Good-night, Mother,
From your loving Son,
ALEC.
B.E.F.
My darling Mother,
I hope you got my last letters all right and understood them. Since writing them I have moved, but the battalion has not. Two of us and 71 men are on a course in trench mortars. We have moved some 12 miles further, and are, I think, about three miles from where Arthur was. We came right up here in 'busses, and arrived here no one seemed to know anything about us, so we had to forage round and get billets for our men and then for ourselves. When all was settled, an officer came and told us he had orders from his brigade to have these billets for a battalion just coming out of the trenches, so we started off again, and finally fixed the men up and in the end ourselves in an estaminet (whisper it softly—a pub.) in a wee room with one large bed. We both then slept on the bed and used the rest of the room for storing our clothes in. The men were roused up in the night by a false alarm from the trenches, but they did not disturb us. To-day we breakfasted at 9-0 and were lectured to in the morning and afternoon by an officer, who came out of the trenches yesterday afternoon.
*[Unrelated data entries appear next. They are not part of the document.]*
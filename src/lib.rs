//! depset: build-time dependency manifests for a runtime dependency loader.
//!
//! A project built with depset ships without its third-party jars. Instead it
//! carries a small text manifest naming every runtime dependency, the
//! repositories to fetch them from, their content hashes, and any package
//! relocations to apply. This crate re-exports the two halves of the
//! build-time tooling:
//!
//! - [`common`] - coordinates, artifact names, digests, and repository URLs
//! - [`writer`] - graph flattening, relocation rules, manifest encoding, and
//!   nested-jar indexing
//!
//! # Examples
//!
//! ```
//! use depset::common::{Coordinate, HexDigest};
//! use depset::writer::{Manifest, ManifestEntry};
//!
//! let entry = ManifestEntry::new(
//!     Coordinate::parse("g:a:1.0")?,
//!     HexDigest::try_from("a".repeat(64))?,
//! );
//! let manifest = Manifest::builder().dependency(entry).build()?;
//! assert!(manifest.encode().contains("g:a:1.0 aaaa"));
//! # Ok::<(), Box<dyn std::error::Error>>(())
//! ```

pub use depset_common as common;
pub use depset_writer as writer;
This evening we went to a fairly large town near here and had tea and dinner. At tea we found a large major leaving the cafe and vainly looking for his cap. At length he got the services of a waitress. "I've lost my cap" ("ton chapeau?") "Call it what you like as long as you find it." He was rather amusing. Dinner we had in the usual French cafe I have described before, and returned home to bed. The other man has gone to another estaminet and so I am sleeping alone. The house is on a slight rise, so from my window at night I can see a huge circle with lights going up every minute here and there—star shells, they quite light up the room, then flashes and a boom. They have just been quite bad tempered a few miles north of us and have been making a dickens of a row. I think it is a nuisance that ought to be stopped, it must be quite annoying to the people round. Now they are getting distinctly unfriendly to the south for a little. It looks like a fifth of November show, rather long drawn-out.
Please excuse this writing, as I am lying down in bed.